__Task details__
Please find every line below that includes "repeatable" and report how many there are. Nothing else is needed.

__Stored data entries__
----
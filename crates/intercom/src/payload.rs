//! Payload construction for the Intercom bulk and events APIs.
//!
//! A member's raw settings map carries every field the settings provider
//! knows about. Intercom only accepts a fixed set of top-level keys, so the
//! [`PayloadBuilder`] moves anything it does not recognise into a nested
//! `custom_attributes` map, for the user and for its `company` sub-map.

use serde::Serialize;
use serde_json::{Map, Value};

use crate::error::{IntercomError, Result};

/// Free-form attribute map, keyed by field name.
pub type SettingsMap = Map<String, Value>;

/// Bucket for fields outside Intercom's known schema.
pub const CUSTOM_ATTRIBUTES: &str = "custom_attributes";

/// Nested company map inside a user's settings.
pub const COMPANY: &str = "company";

/// Keys only meaningful to the browser widget. Never part of a bulk upload.
pub const PROTOCOL_KEYS: [&str; 2] = ["app_id", "user_hash"];

const USER_STRUCTURAL_KEYS: &[&str] = &[CUSTOM_ATTRIBUTES, COMPANY];
const COMPANY_STRUCTURAL_KEYS: &[&str] = &[CUSTOM_ATTRIBUTES];

/// Splits raw settings into known fields and custom attributes.
#[derive(Debug, Clone)]
pub struct PayloadBuilder {
    user_fields: Vec<String>,
    company_fields: Vec<String>,
}

impl PayloadBuilder {
    #[must_use]
    pub fn new(user_fields: Vec<String>, company_fields: Vec<String>) -> Self {
        Self {
            user_fields,
            company_fields,
        }
    }

    /// Turn a member's raw settings into a bulk-ready user payload.
    ///
    /// Protocol keys are dropped, unknown user keys are moved under
    /// `custom_attributes`, and the same happens to a nested `company` map
    /// against the company field list. A `company` value that is not a map
    /// is rejected; a `null` company is dropped.
    pub fn build(&self, mut settings: SettingsMap) -> Result<SettingsMap> {
        for key in PROTOCOL_KEYS {
            settings.remove(key);
        }

        classify(&mut settings, &self.user_fields, USER_STRUCTURAL_KEYS)?;

        match settings.remove(COMPANY) {
            None | Some(Value::Null) => {}
            Some(Value::Object(mut company)) => {
                classify(&mut company, &self.company_fields, COMPANY_STRUCTURAL_KEYS)?;
                settings.insert(COMPANY.to_string(), Value::Object(company));
            }
            Some(other) => {
                return Err(IntercomError::InvalidSettings(format!(
                    "company must be a map, got {}",
                    json_type(&other)
                )));
            }
        }

        Ok(settings)
    }
}

/// Move every top-level key outside `known` (and outside `structural`) into
/// the `custom_attributes` map, merging with one that is already there.
fn classify(settings: &mut SettingsMap, known: &[String], structural: &[&str]) -> Result<()> {
    let unknown: Vec<String> = settings
        .keys()
        .filter(|k| !structural.contains(&k.as_str()) && !known.iter().any(|f| f == *k))
        .cloned()
        .collect();

    if unknown.is_empty() {
        return Ok(());
    }

    let mut custom = match settings.remove(CUSTOM_ATTRIBUTES) {
        None | Some(Value::Null) => Map::new(),
        Some(Value::Object(existing)) => existing,
        Some(other) => {
            return Err(IntercomError::InvalidSettings(format!(
                "custom_attributes must be a map, got {}",
                json_type(&other)
            )));
        }
    };

    for key in unknown {
        if let Some(value) = settings.remove(&key) {
            custom.insert(key, value);
        }
    }

    settings.insert(CUSTOM_ATTRIBUTES.to_string(), Value::Object(custom));
    Ok(())
}

const fn json_type(value: &Value) -> &'static str {
    match value {
        Value::Null => "null",
        Value::Bool(_) => "bool",
        Value::Number(_) => "number",
        Value::String(_) => "string",
        Value::Array(_) => "array",
        Value::Object(_) => "map",
    }
}

// =============================================================================
// Wire payloads
// =============================================================================

/// One operation in a bulk user job.
#[derive(Debug, Clone, Serialize, PartialEq)]
pub struct BulkItem {
    pub data_type: &'static str,
    pub method: &'static str,
    pub data: SettingsMap,
}

impl BulkItem {
    /// Create-or-update a user.
    #[must_use]
    pub fn post_user(data: SettingsMap) -> Self {
        Self {
            data_type: "user",
            method: "post",
            data,
        }
    }
}

/// Body of a `POST /bulk/users` request.
#[derive(Debug, Clone, Default, Serialize, PartialEq)]
pub struct BulkRequest {
    pub items: Vec<BulkItem>,
}

impl BulkRequest {
    #[must_use]
    pub fn len(&self) -> usize {
        self.items.len()
    }

    #[must_use]
    pub fn is_empty(&self) -> bool {
        self.items.is_empty()
    }
}

/// Body of a `POST /events` request.
#[derive(Debug, Clone, Serialize, PartialEq)]
pub struct EventPayload {
    pub event_name: String,
    /// Unix timestamp, seconds.
    pub created_at: i64,
    #[serde(skip_serializing_if = "Option::is_none")]
    pub email: Option<String>,
    #[serde(skip_serializing_if = "Option::is_none")]
    pub user_id: Option<String>,
    #[serde(skip_serializing_if = "Option::is_none")]
    pub metadata: Option<SettingsMap>,
}

impl EventPayload {
    /// Build an event for the identity found in `settings`.
    ///
    /// Fails with [`IntercomError::MissingIdentity`] when the settings carry
    /// neither an email nor a user id.
    pub fn for_identity(
        event_name: impl Into<String>,
        settings: &SettingsMap,
        metadata: SettingsMap,
        created_at: i64,
    ) -> Result<Self> {
        let email = identity_value(settings.get("email"));
        let user_id = identity_value(settings.get("user_id"));

        if email.is_none() && user_id.is_none() {
            return Err(IntercomError::MissingIdentity);
        }

        Ok(Self {
            event_name: event_name.into(),
            created_at,
            email,
            user_id,
            metadata: (!metadata.is_empty()).then_some(metadata),
        })
    }
}

/// Identity fields are sent as strings; empty values count as absent.
fn identity_value(value: Option<&Value>) -> Option<String> {
    match value? {
        Value::String(s) if !s.is_empty() => Some(s.clone()),
        Value::Number(n) => Some(n.to_string()),
        _ => None,
    }
}

#[cfg(test)]
mod tests {
    use super::*;
    use serde_json::json;

    fn builder(user: &[&str], company: &[&str]) -> PayloadBuilder {
        PayloadBuilder::new(
            user.iter().map(|s| (*s).to_string()).collect(),
            company.iter().map(|s| (*s).to_string()).collect(),
        )
    }

    fn map(value: Value) -> SettingsMap {
        match value {
            Value::Object(m) => m,
            other => panic!("expected object, got {other}"),
        }
    }

    #[test]
    fn test_user_and_company_reclassified() {
        let input = map(json!({
            "email": "a@x.com",
            "plan": "pro",
            "company": {"name": "Acme", "tier": "gold"}
        }));

        let out = builder(&["email"], &["name"]).build(input).unwrap();

        assert_eq!(
            Value::Object(out),
            json!({
                "email": "a@x.com",
                "custom_attributes": {"plan": "pro"},
                "company": {"name": "Acme", "custom_attributes": {"tier": "gold"}}
            })
        );
    }

    #[test]
    fn test_protocol_keys_always_stripped() {
        let input = map(json!({
            "app_id": "abc",
            "user_hash": "deadbeef",
            "email": "a@x.com"
        }));

        // even when the field list claims to know them
        let out = builder(&["email", "app_id", "user_hash"], &[])
            .build(input)
            .unwrap();

        assert!(!out.contains_key("app_id"));
        assert!(!out.contains_key("user_hash"));
        assert!(!out.contains_key(CUSTOM_ATTRIBUTES));
    }

    #[test]
    fn test_only_known_keys_stay_top_level() {
        let known = ["email", "name"];
        let input = map(json!({
            "email": "b@x.com",
            "name": "Bea",
            "age": 41,
            "tags": ["a", "b"],
            "nested": {"x": 1}
        }));

        let out = builder(&known, &[]).build(input.clone()).unwrap();

        for key in out.keys().filter(|k| *k != CUSTOM_ATTRIBUTES) {
            assert!(known.contains(&key.as_str()), "unexpected top-level {key}");
        }
        let custom = out[CUSTOM_ATTRIBUTES].as_object().unwrap();
        for key in ["age", "tags", "nested"] {
            assert_eq!(custom[key], input[key]);
        }
    }

    #[test]
    fn test_build_is_idempotent() {
        let b = builder(&["email"], &["name"]);
        let input = map(json!({
            "email": "a@x.com",
            "plan": "pro",
            "company": {"name": "Acme", "tier": "gold"}
        }));

        let once = b.build(input).unwrap();
        let twice = b.build(once.clone()).unwrap();
        assert_eq!(once, twice);
    }

    #[test]
    fn test_existing_custom_attributes_are_merged() {
        let input = map(json!({
            "email": "a@x.com",
            "custom_attributes": {"seats": 3},
            "plan": "pro"
        }));

        let out = builder(&["email"], &[]).build(input).unwrap();
        assert_eq!(out[CUSTOM_ATTRIBUTES], json!({"seats": 3, "plan": "pro"}));
    }

    #[test]
    fn test_no_custom_attributes_when_everything_known() {
        let input = map(json!({"email": "a@x.com"}));
        let out = builder(&["email"], &[]).build(input).unwrap();
        assert_eq!(Value::Object(out), json!({"email": "a@x.com"}));
    }

    #[test]
    fn test_company_must_be_a_map() {
        let input = map(json!({"email": "a@x.com", "company": "Acme"}));
        let err = builder(&["email"], &["name"]).build(input).unwrap_err();
        assert!(matches!(err, IntercomError::InvalidSettings(_)));
        assert!(err.to_string().contains("string"));
    }

    #[test]
    fn test_null_company_dropped() {
        let input = map(json!({"email": "a@x.com", "company": null}));
        let out = builder(&["email"], &[]).build(input).unwrap();
        assert!(!out.contains_key(COMPANY));
    }

    #[test]
    fn test_scalar_custom_attributes_rejected() {
        let input = map(json!({"custom_attributes": 5, "plan": "pro"}));
        let err = builder(&[], &[]).build(input).unwrap_err();
        assert!(matches!(err, IntercomError::InvalidSettings(_)));
    }

    #[test]
    fn test_bulk_item_shape() {
        let item = BulkItem::post_user(map(json!({"email": "a@x.com"})));
        assert_eq!(
            serde_json::to_value(BulkRequest { items: vec![item] }).unwrap(),
            json!({"items": [{"data_type": "user", "method": "post", "data": {"email": "a@x.com"}}]})
        );
    }

    #[test]
    fn test_event_requires_identity() {
        let settings = map(json!({"name": "Anon", "email": "", "user_id": null}));
        let err = EventPayload::for_identity("signed-up", &settings, Map::new(), 0).unwrap_err();
        assert!(matches!(err, IntercomError::MissingIdentity));
    }

    #[test]
    fn test_event_payload_fields() {
        let settings = map(json!({"email": "a@x.com", "user_id": 42}));
        let event = EventPayload::for_identity(
            "invited-teammate",
            &settings,
            map(json!({"invitee": "b@x.com"})),
            1_700_000_000,
        )
        .unwrap();

        assert_eq!(
            serde_json::to_value(&event).unwrap(),
            json!({
                "event_name": "invited-teammate",
                "created_at": 1_700_000_000,
                "email": "a@x.com",
                "user_id": "42",
                "metadata": {"invitee": "b@x.com"}
            })
        );
    }

    #[test]
    fn test_event_payload_omits_empty_metadata() {
        let settings = map(json!({"user_id": "u-1"}));
        let event = EventPayload::for_identity("login", &settings, Map::new(), 1).unwrap();
        let value = serde_json::to_value(&event).unwrap();
        assert!(value.get("metadata").is_none());
        assert!(value.get("email").is_none());
    }
}
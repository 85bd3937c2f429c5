//! Application-boundary access to the logged-in member.

use crate::member::Member;

/// Supplies the member acting in the current request, if any.
pub trait Session: Send + Sync {
    fn current_member(&self) -> Option<Member>;
}

/// A session with a fixed member, or nobody logged in.
#[derive(Debug, Clone, Default)]
pub struct FixedSession(pub Option<Member>);

impl FixedSession {
    #[must_use]
    pub fn logged_in(member: Member) -> Self {
        Self(Some(member))
    }

    #[must_use]
    pub const fn anonymous() -> Self {
        Self(None)
    }
}

impl Session for FixedSession {
    fn current_member(&self) -> Option<Member> {
        self.0.clone()
    }
}
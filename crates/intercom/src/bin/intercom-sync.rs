//! intercom-sync - push directory members and events to Intercom.

use anyhow::{bail, Context, Result};
use clap::{Parser, Subcommand};
use std::path::PathBuf;
use std::sync::Arc;
use tracing::info;
use tracing_subscriber::{fmt, prelude::*, EnvFilter};

use intercom::{
    Intercom, IntercomBuilder, IntercomConfig, JsonDirectory, Member, SettingResolver, SettingsMap,
};

/// Sync members and events to Intercom.
#[derive(Parser)]
#[command(name = "intercom-sync")]
#[command(about = "Bulk load members and track events in Intercom")]
#[command(version)]
pub struct Cli {
    /// Enable verbose logging
    #[arg(short, long, global = true)]
    verbose: bool,

    /// YAML config file (user_list, user_fields, company_fields, ...)
    #[arg(short, long, global = true, env = "INTERCOM_CONFIG")]
    config: Option<PathBuf>,

    /// Named member file for `user_list: '%$NAME'` (repeatable)
    #[arg(long = "source", global = true, value_name = "NAME=PATH", value_parser = parse_source)]
    sources: Vec<(String, PathBuf)>,

    #[command(subcommand)]
    command: Commands,
}

#[derive(Subcommand)]
pub enum Commands {
    /// Bulk load every member into Intercom
    BulkLoad {
        /// JSON array of members used as the directory
        #[arg(long)]
        members: Option<PathBuf>,

        /// Print the payloads instead of submitting them
        #[arg(long)]
        dry_run: bool,
    },

    /// Show the state of a bulk job
    JobStatus {
        /// Job id returned by bulk-load
        id: String,
    },

    /// Show the errors recorded for a bulk job
    JobErrors {
        /// Job id returned by bulk-load
        id: String,
    },

    /// Track an event for a member
    TrackEvent {
        /// Event name
        name: String,

        /// Member email
        #[arg(long)]
        email: Option<String>,

        /// Member user id
        #[arg(long)]
        user_id: Option<String>,

        /// Event metadata as key=value (repeatable)
        #[arg(long = "data", value_name = "KEY=VALUE")]
        data: Vec<String>,
    },

    /// Resolve a setting from the environment or config constants
    Setting {
        /// Setting name, e.g. INTERCOM_APP_ID
        name: String,
    },
}

#[tokio::main]
async fn main() -> Result<()> {
    let cli = Cli::parse();

    let filter = if cli.verbose {
        EnvFilter::new("intercom=debug,info")
    } else {
        EnvFilter::new("intercom=info,warn")
    };

    tracing_subscriber::registry()
        .with(fmt::layer().with_writer(std::io::stderr))
        .with(filter)
        .init();

    let config = match &cli.config {
        Some(path) => IntercomConfig::from_file(path)
            .with_context(|| format!("loading config from {}", path.display()))?,
        None => IntercomConfig::default(),
    };

    match cli.command {
        Commands::BulkLoad { members, dry_run } => {
            ensure_member_source(members.as_ref(), &config)?;

            let mut builder = intercom_builder(config, &cli.sources);
            if let Some(path) = members {
                builder = builder.directory(Arc::new(JsonDirectory::new(path)));
            }
            let intercom = builder.build()?;

            if dry_run {
                for member in intercom.user_list().await? {
                    let payload = intercom.user_payload(&member)?;
                    println!("{}", serde_json::to_string(&payload)?);
                }
                return Ok(());
            }

            let job = intercom.bulk_load_all().await?;
            info!(job_id = job.id(), "Bulk job submitted");
            println!("{}", job.id());
        }

        Commands::JobStatus { id } => {
            let intercom = intercom_builder(config, &cli.sources).build()?;
            let job = intercom.bulk_job(id).await?.status().await?;
            println!("{}", serde_json::to_string_pretty(&job)?);
        }

        Commands::JobErrors { id } => {
            let intercom = intercom_builder(config, &cli.sources).build()?;
            let errors = intercom.bulk_job(id).await?.errors().await?;
            println!("{}", serde_json::to_string_pretty(&errors)?);
        }

        Commands::TrackEvent {
            name,
            email,
            user_id,
            data,
        } => {
            let intercom = intercom_builder(config, &cli.sources).build()?;
            let member = Member {
                id: user_id,
                email,
                ..Member::default()
            };
            intercom
                .track_event(&name, parse_data(&data)?, &member)
                .await?;
            info!(event = %name, "Event tracked");
        }

        Commands::Setting { name } => {
            let resolver = SettingResolver::with_constants(config.constants);
            match resolver.get_setting(&name) {
                Some(value) if is_secret(&name) => println!("{name}={}", mask(&value)),
                Some(value) => println!("{name}={value}"),
                None => bail!("{name} is not defined in the environment or config constants"),
            }
        }
    }

    Ok(())
}

/// Builder with every `--source` registered as a JSON member file.
fn intercom_builder(config: IntercomConfig, sources: &[(String, PathBuf)]) -> IntercomBuilder {
    sources
        .iter()
        .fold(Intercom::builder(config), |builder, (name, path)| {
            let path = path.clone();
            builder.register_source(name.clone(), move || {
                Arc::new(JsonDirectory::new(path.clone()))
            })
        })
}

/// Bulk loading needs either `--members` or a configured `user_list`.
fn ensure_member_source(members: Option<&PathBuf>, config: &IntercomConfig) -> Result<()> {
    if members.is_none() && config.user_list_ref()?.is_none() {
        bail!("Nothing to load: pass --members <json> or set user_list in the config");
    }
    Ok(())
}

fn parse_source(raw: &str) -> std::result::Result<(String, PathBuf), String> {
    match raw.split_once('=') {
        Some((name, path)) if !name.trim().is_empty() && !path.trim().is_empty() => {
            Ok((name.trim().to_string(), PathBuf::from(path.trim())))
        }
        _ => Err(format!("invalid source '{raw}', expected NAME=PATH")),
    }
}

/// Parse `key=value` pairs. Values that are valid JSON keep their type.
fn parse_data(pairs: &[String]) -> Result<SettingsMap> {
    let mut data = SettingsMap::new();
    for pair in pairs {
        let Some((key, raw)) = pair.split_once('=') else {
            bail!("Invalid --data '{pair}', expected KEY=VALUE");
        };
        let value = serde_json::from_str(raw)
            .unwrap_or_else(|_| serde_json::Value::String(raw.to_string()));
        data.insert(key.trim().to_string(), value);
    }
    Ok(data)
}

fn is_secret(name: &str) -> bool {
    name.contains("TOKEN") || name.contains("SECRET") || name.contains("KEY")
}

fn mask(value: &str) -> String {
    let visible: String = value.chars().take(4).collect();
    format!("{visible}****")
}
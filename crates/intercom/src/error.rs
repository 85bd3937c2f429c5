//! Error types for the Intercom integration.

use thiserror::Error;

/// Errors that can occur while syncing members or tracking events.
#[derive(Debug, Error)]
pub enum IntercomError {
    /// Required configuration is missing or malformed
    #[error("Configuration error: {0}")]
    Config(String),

    /// Event tracking needs an email or a user id
    #[error("Can't track event when no user logged in")]
    MissingIdentity,

    /// A settings map does not have the expected shape
    #[error("Invalid settings: {0}")]
    InvalidSettings(String),

    /// HTTP request failed
    #[error("HTTP request failed: {0}")]
    Http(#[from] reqwest::Error),

    /// Intercom answered with a non-success status
    #[error("Intercom returned {status}: {body}")]
    Api { status: u16, body: String },

    /// JSON serialization error
    #[error("Serialization error: {0}")]
    Serialization(#[from] serde_json::Error),

    /// YAML config parse error
    #[error("Config parse error: {0}")]
    Yaml(#[from] serde_yaml::Error),

    /// Filesystem error
    #[error("I/O error: {0}")]
    Io(#[from] std::io::Error),
}

/// Result alias used across the crate.
pub type Result<T> = std::result::Result<T, IntercomError>;

impl IntercomError {
    /// Shorthand for a configuration error.
    pub fn config(message: impl Into<String>) -> Self {
        Self::Config(message.into())
    }

    /// Whether this error came back from the remote API or its transport.
    #[must_use]
    pub const fn is_remote(&self) -> bool {
        matches!(self, Self::Http(_) | Self::Api { .. })
    }
}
----
__Response to this exercise__
2